1. Air Contamination of Product (N2 and O2 Carryover)
This is perhaps the biggest driver for grid-injection projects.
The Mechanism: Most WS plants use air stripping to regenerate the water. During stripping, nitrogen and oxygen from the air dissolve into the water. When that water is pumped back to the high-pressure absorption column, some of that N2 and O2 desorbs into the biomethane.
The Impact: Grid operators in 2026 (especially in the EU under ENTSOG standards) have slashed allowed N2 levels. WS often struggles to keep less than 2%. Membranes, by contrast, are far superior at rejecting N2, making them the preferred choice for Landfill Gas (LFG) where N2 is already high.
2. CO2 Vent Contamination (The "Lost Revenue" Issue)

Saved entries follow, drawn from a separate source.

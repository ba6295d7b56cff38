use meridian_fhir::FhirJson;
use meridian_fhir::codec::{DecodeErrorKind, DecodeOptions};
use meridian_fhir::r4::*;
use serde_json::json;

#[test]
fn test_modifier_extension_with_unknown_url_survives() {
    let value = json!({
        "resourceType": "Patient",
        "id": "mod-ext",
        "modifierExtension": [{
            "url": "http://example.org/fhir/StructureDefinition/not-registered-anywhere",
            "valueCodeableConcept": {"coding": [{"system": "http://example.org", "code": "x"}]}
        }],
        "active": true
    });

    for options in [DecodeOptions::strict(), DecodeOptions::lenient()] {
        let patient = Patient::from_json_with(&value, &options).unwrap();
        let modifier = &patient.modifier_extension.as_ref().unwrap()[0];
        assert_eq!(
            modifier.url,
            "http://example.org/fhir/StructureDefinition/not-registered-anywhere"
        );
        assert!(matches!(
            modifier.value,
            Some(ExtensionValue::CodeableConcept(_))
        ));
        assert_eq!(patient.encode_json(), value);
    }
}

#[test]
fn test_nested_extensions_round_trip() {
    let value = json!({
        "resourceType": "Patient",
        "extension": [{
            "url": "http://hl7.org/fhir/us/core/StructureDefinition/us-core-race",
            "extension": [
                {
                    "url": "ombCategory",
                    "valueCoding": {"system": "urn:oid:2.16.840.1.113883.6.238", "code": "2106-3", "display": "White"}
                },
                {"url": "text", "valueString": "White"}
            ]
        }]
    });
    let patient = Patient::from_json_with(&value, &DecodeOptions::strict()).unwrap();

    let race = &patient.extension.as_ref().unwrap()[0];
    assert!(race.value.is_none());
    let children = race.extension.as_ref().unwrap();
    assert_eq!(children.len(), 2);
    assert!(matches!(children[0].value, Some(ExtensionValue::Coding(_))));
    assert_eq!(patient.encode_json(), value);
}

#[test]
fn test_extension_url_is_required() {
    let value = json!({"resourceType": "Patient", "extension": [{"valueString": "orphan"}]});
    let err = Patient::from_json_with(&value, &DecodeOptions::lenient()).unwrap_err();

    assert_eq!(err.kind, DecodeErrorKind::MissingField("url"));
    assert_eq!(err.path, "/extension/0");
}

#[test]
fn test_unmodelled_open_type_is_unknown_variant() {
    let value = json!({
        "resourceType": "Basic",
        "extension": [{"url": "http://example.org/dose", "valueDosage": {"text": "once"}}]
    });
    let err = Basic::from_json_with(&value, &DecodeOptions::lenient()).unwrap_err();

    assert_eq!(
        err.kind,
        DecodeErrorKind::UnknownVariant {
            stem: "value",
            type_name: "Dosage".to_string()
        }
    );
    assert_eq!(err.path, "/extension/0/valueDosage");
}

#[test]
fn test_strict_mode_rejects_unknown_member_with_path() {
    let value = json!({
        "resourceType": "Patient",
        "name": [{"family": "Chalmers", "nickname": "Pete"}]
    });
    let err = Patient::from_json_with(&value, &DecodeOptions::strict()).unwrap_err();

    assert_eq!(err.kind, DecodeErrorKind::UnknownField("nickname".to_string()));
    assert_eq!(err.path, "/name/0/nickname");
}

#[test]
fn test_lenient_mode_preserves_unknown_members() {
    let value = json!({
        "resourceType": "Patient",
        "id": "lenient",
        "futureField": {"nested": [1, 2]},
        "name": [{"family": "Chalmers", "nickname": "Pete"}]
    });
    let patient = Patient::from_json_with(&value, &DecodeOptions::lenient()).unwrap();

    assert_eq!(
        patient.unknown_fields.get("futureField"),
        Some(&json!({"nested": [1, 2]}))
    );
    let name = &patient.name.as_ref().unwrap()[0];
    assert_eq!(name.unknown_fields.get("nickname"), Some(&json!("Pete")));

    let encoded = patient.encode_json();
    assert_eq!(encoded, value);
    // Unknown members follow the declared ones.
    let keys: Vec<&str> = encoded
        .as_object()
        .unwrap()
        .keys()
        .map(std::string::String::as_str)
        .collect();
    assert_eq!(keys, ["resourceType", "id", "name", "futureField"]);
}

#[test]
fn test_stray_companion_member_is_dropped_when_lenient() {
    let value = json!({
        "resourceType": "Patient",
        "gender": "male",
        "_gender": {"id": "g", "comment": "stray"}
    });

    let patient = Patient::from_json_with(&value, &DecodeOptions::lenient()).unwrap();
    assert_eq!(patient.gender.as_ref().unwrap().id.as_deref(), Some("g"));
    assert_eq!(
        patient.encode_json(),
        json!({"resourceType": "Patient", "gender": "male", "_gender": {"id": "g"}})
    );

    let err = Patient::from_json_with(&value, &DecodeOptions::strict()).unwrap_err();
    assert_eq!(err.kind, DecodeErrorKind::UnknownField("comment".to_string()));
    assert_eq!(err.path, "/_gender/comment");
}

#[test]
fn test_resource_type_mismatch_on_direct_decode() {
    let value = json!({"resourceType": "Observation", "status": "final"});
    let err = Patient::from_json_with(&value, &DecodeOptions::lenient()).unwrap_err();

    assert_eq!(
        err.kind,
        DecodeErrorKind::ResourceTypeMismatch {
            expected: "Patient",
            found: "Observation".to_string()
        }
    );
    assert_eq!(err.path, "/resourceType");

    let err = Patient::from_json_with(&json!({"id": "x"}), &DecodeOptions::lenient()).unwrap_err();
    assert_eq!(err.kind, DecodeErrorKind::MissingResourceType);
}

#[test]
fn test_narrative_and_meta_pass_through() {
    let value = json!({
        "resourceType": "Organization",
        "meta": {
            "versionId": "3",
            "lastUpdated": "2024-05-01T10:00:00Z",
            "profile": ["http://hl7.org/fhir/StructureDefinition/Organization"],
            "tag": [{"system": "http://example.org/tags", "code": "demo"}]
        },
        "text": {
            "status": "generated",
            "div": "<div xmlns=\"http://www.w3.org/1999/xhtml\">Burgers University Medical Center</div>"
        },
        "name": "Burgers University Medical Center",
        "alias": ["BUMC"]
    });
    let organization = Organization::from_json_with(&value, &DecodeOptions::strict()).unwrap();

    let meta = organization.meta.as_ref().unwrap();
    assert_eq!(meta.version_id.as_ref().and_then(|v| v.value.as_deref()), Some("3"));
    assert_eq!(organization.encode_json(), value);
}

Operators no longer view CO2 as a waste; it’s now a secondary revenue stream (Food-grade or Industrial CO2).
The Problem: Because WS uses air stripping, the vent gas is a dilute mixture of CO2 and Air.
The Cost: To recover food-grade CO2 from a WS vent, you’d need an expensive liquefaction and purification stage to remove the air. Amine Scrubbing, however, produces a CO2 off-gas at 98.5% purity right out of the regenerator, allowing for nearly "free" CO2 capture.
3. Methane Slip and Purity Constraints
Under the EU Methane Regulation (2024/1787) and updated US EPA OOOOb/c rules, transparency on methane slip is mandatory.
Purity vs. Slip: WS typically operates at a 97% to 98% methane purity with a 1-3% slip. If you push the water flow higher to reach 99% purity, your methane slip can balloon toward 5 to 10% due to the higher solubility of Methane at those pressures.
The Competitor: Modern 3-stage membrane systems, Amine Scrubber and PSA (Pressure Swing Adsorption) now routinely achieve >99% purity with upto less than 0.5% slip without the high electricity demand of water pumps.
4. Water Purge and Biological "Gremlins"
The "Water" in water scrubbing is no longer "cheap."
Water Purge: To prevent the accumulation of H2S, salts, and ammonia, a constant purge of water is required. With the rise of Zero Liquid Discharge (ZLD) mandates in European industrial zones, treating this "dirty" purge water has become an expensive OPEX line item.
Microbial Clogging: As a chemical engineer, you know that a warm, wet, high-surface-area environment (the packing) is a paradise for biofilm.
Maintenance downtime to "deslime" WS towers is significantly higher than the maintenance for dry membrane systems.